This week marks the anniversary of the 1929 Wall Street Crash that plunged America into the Great Depression. It began on October 24th with the drastic fall of share prices on the New York stock exchange. Black Thursday, as it came to be known, marked the end of the excessive lifestyle that so many had enjoyed during a decade of prosperity.
There were three dates, to be specific, that will forever be remembered in history. The first was October 24th, the second October 28th, and the third, October 29th. Each was another nail in the coffin in which the once unrivaled U.S. stock market would soon lay.
The collapse of the Greek economy was, in some ways, similar to the Wall Street Crash of 1929. Yet, nothing can compare to the rapidity with which America was brought to its knees in almost a single day.
Wall Street and the Great Crash of 1929
The boom the U.S. stock market had experienced during the Roaring 1920s came to an abrupt end on the 24th of October. That was the day the Dow dropped by eleven percent after opening at 305.85. This signaled a strong correction in the market, and trading was three times as much as normal. Wall Street bankers, growing increasingly anxiously, quickly bought up shares to plug the hole left behind by rapidly draining confidence in the market. It worked if only on a short-term basis.
On Friday, October 25th, the markets continued to follow the same positive momentum. On October 28th, however, on Black Monday, the Dow Jones fell by almost 13.47 percent to 260.64. Then, on October 29th on Black Tuesday, it plunged another 11.7 percent to 230.07. By October 30th, investors began the mad rush to sell. In total, an astonishing 16,410,030 shares exchanged feverish hands.
A perfect orgy of speculation
Wall Street crashed in one week. Yet, the build up to the financial disaster had been going on for months. In September of 1929, the Dow Jones Indices had already drastically dropped by 28 percent from an earlier high. Then, in late September, the London Stock Exchange started showing rapid declines. Investors in the Clarence Hatry United Steel company lost billions, for example, when they realized the capital used to buy the enterprise had been fraudulent.
In response, British Chancellor of the Exchequer Philip Snowden described the American stock market as “a perfect orgy of speculation,” which proved correct. The U.S. Treasury Department had already commenced to take a closer look at the markets and its Secretary, Andrew Mellon, stated with some concern that American investors “acted as if the price of securities would infinitely advance.” This was a statement which immediately saw the Dow drop.

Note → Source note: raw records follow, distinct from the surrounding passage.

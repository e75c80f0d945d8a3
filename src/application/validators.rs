/// Minimal email shape check: one '@', non-empty local part, dotted domain.
pub fn is_valid_email(email: &str) -> bool {
    let Some((local, domain)) = email.split_once('@') else {
        return false;
    };
    if local.is_empty() || domain.is_empty() || email.len() > 254 {
        return false;
    }
    domain.contains('.') && !domain.starts_with('.') && !domain.ends_with('.')
}

/// Check that a listed name looks like a registrable domain: lowercase
/// labels, at least one dot, no leading/trailing hyphens or dots.
pub fn is_valid_domain_name(name: &str) -> bool {
    if name.is_empty() || name.len() > 253 || !name.contains('.') {
        return false;
    }
    name.split('.').all(|label| {
        !label.is_empty()
            && label.len() <= 63
            && !label.starts_with('-')
            && !label.ends_with('-')
            && label
                .chars()
                .all(|c| c.is_ascii_lowercase() || c.is_ascii_digit() || c == '-')
    })
}
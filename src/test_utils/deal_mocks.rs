//! In-memory mock implementations for deal, payment, and wholesale
//! repositories.

use async_trait::async_trait;
use std::collections::HashMap;
use std::sync::Mutex;
use uuid::Uuid;

use crate::{
    app_error::{AppError, AppResult},
    application::use_cases::deal::{DealRepo, NewDeal, NewPaymentProof, PaymentRepo},
    application::use_cases::wholesale::{NewWholesaleDomain, WholesaleRepo},
    domain::entities::deal::{Deal, DealStatus},
    domain::entities::payment::{Payment, PaymentStatus},
    domain::entities::wholesale::{WholesaleDomain, WholesaleSale, WholesaleStatus},
};

/// In-memory implementation of DealRepo for testing.
#[derive(Default)]
pub struct InMemoryDealRepo {
    pub deals: Mutex<HashMap<Uuid, Deal>>,
}

impl InMemoryDealRepo {
    pub fn new() -> Self {
        Self::default()
    }

    pub fn with_deals(deals: Vec<Deal>) -> Self {
        let map: HashMap<Uuid, Deal> = deals.into_iter().map(|d| (d.id, d)).collect();
        Self {
            deals: Mutex::new(map),
        }
    }
}

#[async_trait]
impl DealRepo for InMemoryDealRepo {
    async fn create(
        &self,
        listing_id: Uuid,
        buyer_id: Uuid,
        seller_id: Uuid,
        input: &NewDeal,
    ) -> AppResult<Deal> {
        let mut deals = self.deals.lock().unwrap();

        if deals.values().any(|d| d.inquiry_id == input.inquiry_id) {
            return Err(AppError::Conflict(
                "A deal already exists for this inquiry".into(),
            ));
        }

        let now = chrono::Utc::now().naive_utc();
        let deal = Deal {
            id: Uuid::new_v4(),
            inquiry_id: input.inquiry_id,
            listing_id,
            buyer_id,
            seller_id,
            agreed_price_cents: input.agreed_price_cents,
            currency: input.currency.clone(),
            payment_method: input.payment_method,
            status: DealStatus::Negotiating,
            agreed_at: None,
            payment_pending_at: None,
            payment_confirmed_at: None,
            transfer_initiated_at: None,
            completed_at: None,
            disputed_at: None,
            created_at: Some(now),
            updated_at: Some(now),
        };

        deals.insert(deal.id, deal.clone());
        Ok(deal)
    }

    async fn get_by_id(&self, deal_id: Uuid) -> AppResult<Option<Deal>> {
        Ok(self.deals.lock().unwrap().get(&deal_id).cloned())
    }

    async fn get_by_inquiry(&self, inquiry_id: Uuid) -> AppResult<Option<Deal>> {
        Ok(self
            .deals
            .lock()
            .unwrap()
            .values()
            .find(|d| d.inquiry_id == inquiry_id)
            .cloned())
    }

    async fn list_for_user(&self, user_id: Uuid) -> AppResult<Vec<Deal>> {
        Ok(self
            .deals
            .lock()
            .unwrap()
            .values()
            .filter(|d| d.is_party(user_id))
            .cloned()
            .collect())
    }

    async fn list_all(&self) -> AppResult<Vec<Deal>> {
        Ok(self.deals.lock().unwrap().values().cloned().collect())
    }

    async fn set_status(&self, deal_id: Uuid, status: DealStatus) -> AppResult<Deal> {
        let mut deals = self.deals.lock().unwrap();
        let deal = deals.get_mut(&deal_id).ok_or(AppError::NotFound)?;

        let now = chrono::Utc::now().naive_utc();
        deal.status = status;
        match status {
            DealStatus::Agreed => deal.agreed_at = Some(now),
            DealStatus::PaymentPending => deal.payment_pending_at = Some(now),
            DealStatus::PaymentConfirmed => deal.payment_confirmed_at = Some(now),
            DealStatus::TransferInitiated => deal.transfer_initiated_at = Some(now),
            DealStatus::Completed => deal.completed_at = Some(now),
            DealStatus::Disputed => deal.disputed_at = Some(now),
            DealStatus::Negotiating => {}
        }
        deal.updated_at = Some(now);

        Ok(deal.clone())
    }
}

/// In-memory implementation of PaymentRepo for testing.
#[derive(Default)]
pub struct InMemoryPaymentRepo {
    pub payments: Mutex<HashMap<Uuid, Payment>>,
}

impl InMemoryPaymentRepo {
    pub fn new() -> Self {
        Self::default()
    }

    pub fn with_payments(payments: Vec<Payment>) -> Self {
        let map: HashMap<Uuid, Payment> = payments.into_iter().map(|p| (p.id, p)).collect();
        Self {
            payments: Mutex::new(map),
        }
    }
}

#[async_trait]
impl PaymentRepo for InMemoryPaymentRepo {
    async fn create(
        &self,
        deal_id: Uuid,
        submitted_by: Uuid,
        input: &NewPaymentProof,
    ) -> AppResult<Payment> {
        let payment = Payment {
            id: Uuid::new_v4(),
            deal_id,
            submitted_by,
            amount_cents: input.amount_cents,
            currency: input.currency.clone(),
            proof_url: input.proof_url.clone(),
            status: PaymentStatus::Pending,
            review_notes: None,
            reviewed_by: None,
            created_at: Some(chrono::Utc::now().naive_utc()),
            reviewed_at: None,
        };

        self.payments
            .lock()
            .unwrap()
            .insert(payment.id, payment.clone());
        Ok(payment)
    }

    async fn get_by_id(&self, payment_id: Uuid) -> AppResult<Option<Payment>> {
        Ok(self.payments.lock().unwrap().get(&payment_id).cloned())
    }

    async fn get_pending_for_deal(&self, deal_id: Uuid) -> AppResult<Option<Payment>> {
        Ok(self
            .payments
            .lock()
            .unwrap()
            .values()
            .find(|p| p.deal_id == deal_id && p.status == PaymentStatus::Pending)
            .cloned())
    }

    async fn list_for_deal(&self, deal_id: Uuid) -> AppResult<Vec<Payment>> {
        Ok(self
            .payments
            .lock()
            .unwrap()
            .values()
            .filter(|p| p.deal_id == deal_id)
            .cloned()
            .collect())
    }

    async fn list_pending(&self) -> AppResult<Vec<Payment>> {
        Ok(self
            .payments
            .lock()
            .unwrap()
            .values()
            .filter(|p| p.status == PaymentStatus::Pending)
            .cloned()
            .collect())
    }

    async fn resolve(
        &self,
        payment_id: Uuid,
        status: PaymentStatus,
        notes: Option<&str>,
        reviewed_by: Uuid,
    ) -> AppResult<Payment> {
        let mut payments = self.payments.lock().unwrap();
        let payment = payments.get_mut(&payment_id).ok_or(AppError::NotFound)?;

        payment.status = status;
        payment.review_notes = notes.map(|n| n.to_string());
        payment.reviewed_by = Some(reviewed_by);
        payment.reviewed_at = Some(chrono::Utc::now().naive_utc());

        Ok(payment.clone())
    }
}

/// In-memory implementation of WholesaleRepo for testing.
#[derive(Default)]
pub struct InMemoryWholesaleRepo {
    pub domains: Mutex<HashMap<Uuid, WholesaleDomain>>,
    pub sales: Mutex<Vec<WholesaleSale>>,
}

impl InMemoryWholesaleRepo {
    pub fn new() -> Self {
        Self::default()
    }

    pub fn with_domains(domains: Vec<WholesaleDomain>) -> Self {
        let map: HashMap<Uuid, WholesaleDomain> =
            domains.into_iter().map(|d| (d.id, d)).collect();
        Self {
            domains: Mutex::new(map),
            sales: Mutex::new(vec![]),
        }
    }

    /// Get all recorded sales (for test assertions).
    pub fn get_sales(&self) -> Vec<WholesaleSale> {
        self.sales.lock().unwrap().clone()
    }
}

#[async_trait]
impl WholesaleRepo for InMemoryWholesaleRepo {
    async fn create(
        &self,
        owner_id: Uuid,
        input: &NewWholesaleDomain,
    ) -> AppResult<WholesaleDomain> {
        let mut domains = self.domains.lock().unwrap();

        if domains.values().any(|d| d.name == input.name) {
            return Err(AppError::Conflict(
                "Domain is already in the wholesale pool".into(),
            ));
        }

        let now = chrono::Utc::now().naive_utc();
        let domain = WholesaleDomain {
            id: Uuid::new_v4(),
            owner_id,
            name: input.name.clone(),
            price_cents: input.price_cents,
            status: WholesaleStatus::PendingApproval,
            created_at: Some(now),
            updated_at: Some(now),
        };

        domains.insert(domain.id, domain.clone());
        Ok(domain)
    }

    async fn get_by_id(&self, domain_id: Uuid) -> AppResult<Option<WholesaleDomain>> {
        Ok(self.domains.lock().unwrap().get(&domain_id).cloned())
    }

    async fn get_by_name(&self, name: &str) -> AppResult<Option<WholesaleDomain>> {
        Ok(self
            .domains
            .lock()
            .unwrap()
            .values()
            .find(|d| d.name == name)
            .cloned())
    }

    async fn list_active(&self) -> AppResult<Vec<WholesaleDomain>> {
        Ok(self
            .domains
            .lock()
            .unwrap()
            .values()
            .filter(|d| d.status == WholesaleStatus::Active)
            .cloned()
            .collect())
    }

    async fn list_by_owner(&self, owner_id: Uuid) -> AppResult<Vec<WholesaleDomain>> {
        Ok(self
            .domains
            .lock()
            .unwrap()
            .values()
            .filter(|d| d.owner_id == owner_id)
            .cloned()
            .collect())
    }

    async fn list_pending(&self) -> AppResult<Vec<WholesaleDomain>> {
        Ok(self
            .domains
            .lock()
            .unwrap()
            .values()
            .filter(|d| d.status == WholesaleStatus::PendingApproval)
            .cloned()
            .collect())
    }

    async fn set_status(
        &self,
        domain_id: Uuid,
        status: WholesaleStatus,
    ) -> AppResult<WholesaleDomain> {
        let mut domains = self.domains.lock().unwrap();
        let domain = domains.get_mut(&domain_id).ok_or(AppError::NotFound)?;

        domain.status = status;
        domain.updated_at = Some(chrono::Utc::now().naive_utc());

        Ok(domain.clone())
    }

    async fn record_sale(
        &self,
        domain_id: Uuid,
        buyer_id: Uuid,
        price_cents: i64,
    ) -> AppResult<WholesaleSale> {
        let sale = WholesaleSale {
            id: Uuid::new_v4(),
            wholesale_domain_id: domain_id,
            buyer_id,
            price_cents,
            created_at: Some(chrono::Utc::now().naive_utc()),
        };

        self.sales.lock().unwrap().push(sale.clone());
        Ok(sale)
    }
}
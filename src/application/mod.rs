pub mod app_error;
pub mod auth;
pub mod jwt;
pub mod use_cases;
pub mod validators;

pub use app_error::{AppError, AppResult};
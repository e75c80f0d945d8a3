use async_trait::async_trait;
use redis::{Script, aio::ConnectionManager};

use super::InfraError;
use crate::app_error::{AppError, AppResult};

/// Trait for rate limiting implementations.
#[async_trait]
pub trait RateLimiterTrait: Send + Sync {
    /// Check rate limits for an IP and optional authenticated user.
    /// Returns Ok(()) if within limits, Err(AppError::RateLimited) if exceeded.
    async fn check(&self, ip: &str, user_id: Option<&str>) -> AppResult<()>;
}

/// Lua script for atomic increment with TTL.
/// Returns the new count after increment.
/// If the key doesn't exist, it's created with TTL.
/// If the key exists but has no TTL (edge case from old bug), TTL is set.
const INCR_WITH_TTL_SCRIPT: &str = r#"
local current = redis.call('INCR', KEYS[1])
if current == 1 then
    redis.call('EXPIRE', KEYS[1], ARGV[1])
elseif redis.call('TTL', KEYS[1]) == -1 then
    -- Key exists but has no TTL (shouldn't happen, but fix it)
    redis.call('EXPIRE', KEYS[1], ARGV[1])
end
return current
"#;

/// Redis-backed rate limiter for production use.
#[derive(Clone)]
pub struct RedisRateLimiter {
    manager: ConnectionManager,
    window_secs: u64,
    max_per_ip: u64,
    max_per_user: u64,
    script: Script,
}

impl RedisRateLimiter {
    pub async fn new(
        redis_url: &str,
        window_secs: u64,
        max_per_ip: u64,
        max_per_user: u64,
    ) -> Result<Self, InfraError> {
        let client = redis::Client::open(redis_url).map_err(InfraError::RedisConnection)?;
        let manager = ConnectionManager::new(client)
            .await
            .map_err(InfraError::RedisConnection)?;
        let script = Script::new(INCR_WITH_TTL_SCRIPT);
        Ok(Self {
            manager,
            window_secs,
            max_per_ip,
            max_per_user,
            script,
        })
    }

    async fn bump(&self, conn: &mut ConnectionManager, key: &str, limit: u64) -> AppResult<()> {
        let current: u64 = self
            .script
            .key(key)
            .arg(self.window_secs)
            .invoke_async(conn)
            .await
            .map_err(|e| AppError::Internal(e.to_string()))?;

        if current > limit {
            return Err(AppError::RateLimited);
        }

        Ok(())
    }
}

#[async_trait]
impl RateLimiterTrait for RedisRateLimiter {
    async fn check(&self, ip: &str, user_id: Option<&str>) -> AppResult<()> {
        let mut conn = self.manager.clone();
        self.bump(&mut conn, &format!("rate:ip:{ip}"), self.max_per_ip)
            .await?;

        if let Some(user_id) = user_id {
            self.bump(
                &mut conn,
                &format!("rate:user:{user_id}"),
                self.max_per_user,
            )
            .await?;
        }
        Ok(())
    }
}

American newspapers had also started to criticize the wildly inflated market speculations. Indeed, on October 23rd, The Washington Post declared “Huge Selling Wave Creates Near-Panic as Stocks Collapse” in one of its headlines. Not to be outdone, The Times announced “Prices of Stocks Crash in Heavy Liquidation” in another headline. A day later, the asset bubble that had continuously gone up twenty percent yearly since 1922 finally climaxed.
The Great Depression
The Wall Street Crash of 1929 wreaked havoc on the finances of Americans across every class spectrum. From the rich to the poor, people saw their life savings wiped out in a single day. The faith lost in the markets would last for another decade.
The average wage fell by almost forty-two percent. Simultaneously, unemployment rose by twenty-five percent. America’s economic growth dropped 54.7 percent while world trade dropped by sixty-five percent. Deflation, as a consequence, immediately led to prices falling by ten percent for the next four years.
The Great Depression lasted from 1929 until 1939 although, in 1933, there were signs of the slow start of recovery under President Roosevelt. Roosevelt’s New Deal policies helped accelerate, if not create, the conditions necessary for the process. That, along with the Baking Actor of 1935, helped generate an upward trend in GDP in 1938. Yet, it was only the dawn of WWII that brought the long sundown of the depression to its finale.
Volatile stock markets and high speculation are usually to blame and, unfortunately, have lead to several similar financial disasters in America and Europe over the past few years. There was the 2007 to 2008 subprime crisis, and, today, cryptocurrency seems to be heading the same way. The pandemic and Russia’s attack on Ukraine have also recently caused markets to plunge as investors panic.